The facility policy titled, " Department: MEDSURG, Crash Cart Checklist," states, "Crash carts should be checked at the beginning of each shift for; supplies located on the top of the crash cart; oxygen content of the tank located on the side of the crash cart; seals are intact; test the defibrillator and assure electrode patches and conductive gel is available. Documentation of the Crash Cart and Defibrillator check is to be done on the checklist kept with each Crash Cart."
On a tour of the facility on the afternoon of 8/8/16, the following were observed:
The crash cart in ER Treatment Room #1:
- The adult defibrillator pads were missing
- The wrench used to open the oxygen tank was missing
- The crash cart log documentation showed that the crash cart was not checked:
o 8/7/16 night shift
o 8/6/16 night shift
o 8/5/16 night shift
o 8/4/16 night shift
o 7/27/16 day and night shift
o 7/26/16 night shift
o 7/19/16 day shift
o 7/18/16 day and night shift
o 7/5/16 day shift
o 7/4/16 day shift
o 6/28/16 night shift
The crash cart in the Medical Surgical unit:
- The crash cart log documentation showed that the crash cart was not checked:
o 8/7/16 night shift
o 7/27/16 night shift
o 7/9/16 night shift
o 7/8/16 night shift
o 7/3/16 day shift
In an interview with Staff #1 and #4 on the afternoon of 8/8/16, both staff members acknowledged the findings above.
Tag No.: C0224
Based on observation, interview and record review the facility failed to properly store pharmaceuticals according to the manufacturer's recommendations when pharmaceuticals were being improperly stored and placed in unmonitored warming cabinets in the Radiology and Operating Room (OR) departments.
Findings Include:
Review of the Package Insert and Label Information reflected,
VISIPAQUE Injection in all presentations may be stored in a contrast media warmer for up to one month at 37°C (98.6°Fahrenheit).
ISOVUE store at 20-25 degrees Celsius (68-77 degrees Fahrenheit). There were no directions for storing the medication in a media warmer.
An observation made on 8/8/16 in the afternoon, during a tour of the facility's Radiology Department, revealed injectable radiopaque contrast medium used in the Computed tomography (CT) studies, (8) eight bottles of Isovue 300 mg(milligram), (6) six bottles of Visipaque 320 mg, and (9) nine bottles of Isovue 370 mg, were being stored in the Radiology Department's contrast media warmer. The medications did not have a date when placed in the warmer and the warmer's temperatures were not being monitored and recorded.
During an interview on 8/8/16 at 4:00 p.m. in the CT room, Staff #6 Radiology Technician stated, "We don't date when we place the contrast in the warmer.
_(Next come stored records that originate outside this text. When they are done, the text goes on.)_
//! Request handlers, one module per resource.
//!
//! Handlers stay thin: extract, invoke one database operation, render the
//! result. All error mapping lives in [`crate::error`].

pub mod labels;
pub mod matrices;
pub mod tasks;

use axum::Json;
use serde_json::{json, Value};

/// GET / welcome body.
pub async fn root() -> Json<Value> {
    Json(json!({ "message": "Welcome to the Collaborative Eisenhower Matrix API" }))
}
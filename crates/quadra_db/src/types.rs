//! Unified types for all Quadra database entities.
//!
//! These types are the single source of truth. Entity structs double as
//! response views; payload structs carry validated request input.

use chrono::{DateTime, Utc};
use serde::{Deserialize, Deserializer, Serialize};

// ============================================================================
// Entities
// ============================================================================

/// A shared workspace holding labels and tasks.
#[derive(Debug, Clone, Serialize, Deserialize)]
pub struct Matrix {
    /// Opaque unique identifier (UUIDv4 rendered as text)
    pub id: String,
    pub created_at: DateTime<Utc>,
    pub updated_at: DateTime<Utc>,
}

/// A matrix with its full label and task collections.
#[derive(Debug, Clone, Serialize, Deserialize)]
pub struct MatrixDetail {
    pub id: String,
    pub created_at: DateTime<Utc>,
    pub updated_at: DateTime<Utc>,
    pub labels: Vec<Label>,
    pub tasks: Vec<Task>,
}

/// A named, colored tag scoped to one matrix.
///
/// `(matrix_id, name)` is unique; labels in different matrices may share a
/// name.
#[derive(Debug, Clone, Serialize, Deserialize)]
pub struct Label {
    pub id: i64,
    pub matrix_id: String,
    pub name: String,
    /// Optional display color, e.g. "#FF5733"
    pub color: Option<String>,
    pub created_at: DateTime<Utc>,
    pub updated_at: DateTime<Utc>,
}

/// A unit of work scoped to one matrix.
#[derive(Debug, Clone, Serialize, Deserialize)]
pub struct Task {
    pub id: i64,
    pub matrix_id: String,
    pub title: String,
    pub description: Option<String>,
    /// Quadrant bucket. Conventionally one of `urgent_important`,
    /// `urgent_not_important`, `not_urgent_important`,
    /// `not_urgent_not_important`; stored as free text.
    pub quadrant: String,
    /// Associated labels, resolved to full objects
    pub labels: Vec<Label>,
    pub created_at: DateTime<Utc>,
    pub updated_at: DateTime<Utc>,
}

// ============================================================================
// Request Payloads
// ============================================================================

/// Payload for creating a label.
#[derive(Debug, Clone, Deserialize)]
pub struct NewLabel {
    pub name: String,
    #[serde(default)]
    pub color: Option<String>,
}

/// Partial update for a label. Absent fields are left unchanged.
#[derive(Debug, Clone, Default, Deserialize)]
pub struct LabelPatch {
    pub name: Option<String>,
    pub color: Option<String>,
}

/// Payload for creating a task.
#[derive(Debug, Clone, Deserialize)]
pub struct NewTask {
    pub title: String,
    #[serde(default)]
    pub description: Option<String>,
    pub quadrant: String,
    /// Labels to attach at creation; defaults to none
    #[serde(default, deserialize_with = "null_as_empty")]
    pub label_ids: Vec<i64>,
}

/// Partial update for a task. Absent fields are left unchanged.
///
/// `label_ids` is tri-state: absent leaves the association set untouched,
/// while `null` or a list replaces it wholesale.
#[derive(Debug, Clone, Default, Deserialize)]
pub struct TaskPatch {
    pub title: Option<String>,
    pub description: Option<String>,
    pub quadrant: Option<String>,
    #[serde(default)]
    pub label_ids: Patch<Vec<i64>>,
}

/// Tri-state field for partial updates: absent, explicit null, or a value.
///
/// Plain `Option` collapses "field missing" and "field: null" into one case;
/// this keeps them apart so task updates can distinguish "leave associations
/// alone" from "clear them".
#[derive(Debug, Clone, PartialEq)]
pub enum Patch<T> {
    /// Field was not present in the payload
    Absent,
    /// Field was present and null
    Null,
    /// Field was present with a value
    Value(T),
}

impl<T> Default for Patch<T> {
    fn default() -> Self {
        Patch::Absent
    }
}

impl<'de, T> Deserialize<'de> for Patch<T>
where
    T: Deserialize<'de>,
{
    fn deserialize<D>(deserializer: D) -> std::result::Result<Self, D::Error>
    where
        D: Deserializer<'de>,
    {
        Ok(match Option::<T>::deserialize(deserializer)? {
            Some(value) => Patch::Value(value),
            None => Patch::Null,
        })
    }
}

/// Accepts JSON `null` where a list is expected (clients send it to mean
/// "no labels").
fn null_as_empty<'de, D>(deserializer: D) -> std::result::Result<Vec<i64>, D::Error>
where
    D: Deserializer<'de>,
{
    Ok(Option::<Vec<i64>>::deserialize(deserializer)?.unwrap_or_default())
}
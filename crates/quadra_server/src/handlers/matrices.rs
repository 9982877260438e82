//! Matrix endpoints.

use axum::extract::{Path, State};
use axum::http::StatusCode;
use axum::Json;
use chrono::{DateTime, Utc};
use serde::Serialize;
use tracing::info;

use crate::error::ApiResult;
use crate::state::AppState;
use quadra_db::MatrixDetail;

/// Matrix creation response: the stored row plus the derived sharable link.
#[derive(Debug, Serialize)]
pub struct MatrixResponse {
    pub id: String,
    pub created_at: DateTime<Utc>,
    pub updated_at: DateTime<Utc>,
    pub sharable_link: String,
}

/// POST /matrices
pub async fn create_matrix(
    State(state): State<AppState>,
) -> ApiResult<(StatusCode, Json<MatrixResponse>)> {
    let matrix = state.db.create_matrix().await?;
    info!(matrix_id = %matrix.id, "Matrix created");

    let sharable_link = state.sharable_link(&matrix.id);
    Ok((
        StatusCode::CREATED,
        Json(MatrixResponse {
            id: matrix.id,
            created_at: matrix.created_at,
            updated_at: matrix.updated_at,
            sharable_link,
        }),
    ))
}

/// GET /matrices/{matrix_id}
pub async fn get_matrix(
    State(state): State<AppState>,
    Path(matrix_id): Path<String>,
) -> ApiResult<Json<MatrixDetail>> {
    let detail = state.db.get_matrix(&matrix_id).await?;
    Ok(Json(detail))
}

/// DELETE /matrices/{matrix_id}
pub async fn delete_matrix(
    State(state): State<AppState>,
    Path(matrix_id): Path<String>,
) -> ApiResult<StatusCode> {
    state.db.delete_matrix(&matrix_id).await?;
    info!(matrix_id = %matrix_id, "Matrix deleted");
    Ok(StatusCode::NO_CONTENT)
}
We turn the dial to 2." When asked what the temperature was, Staff #6 stated, "We don't keep it very warm." When asked was the facility monitoring the temperatures Staff #6 stated, "No."
An observation made during a tour of the facility's OR Department revealed (1) one bag of Glycine liquid and (11) bags of Lactated Ringer and Normal Saline liquids, administered intravenously, in the OR's warmer. The fluids did not have a date when placed in the warmer and the warmer temperatures were not being recorded.
During an interview on 8/9/16 at 11:20 a.m., in the facility's operating room, Staff #25, OR Manager stated, "We are supposed to date when we put the solutions in the warmer." When asked if the facility is monitoring the temperatures of the warmer, Staff #25 stated, "No."
Review of the facility provided document Medication Delivery (dated 8/4/12) reflected, "...we recommend the use of controlled temperature warming cabinets ...IV solutions ...can be warmed in their plastic overpounches [sic] to temperatures not exceeding 40 degrees Celsius (104 degrees Fahrenheit), and for a period of no longer than 14 days ....Once the containers have been in the warming cabinet for their maximum time period, the containers should be removed...and identified as having been warmed ..."
Tag No.: C0241
Based on record review and interview the Governing Body failed to ensure policies and procedures were followed and enforced when
A. A patient requiring airborne isolation precautions was incorrectly placed on droplet precautions.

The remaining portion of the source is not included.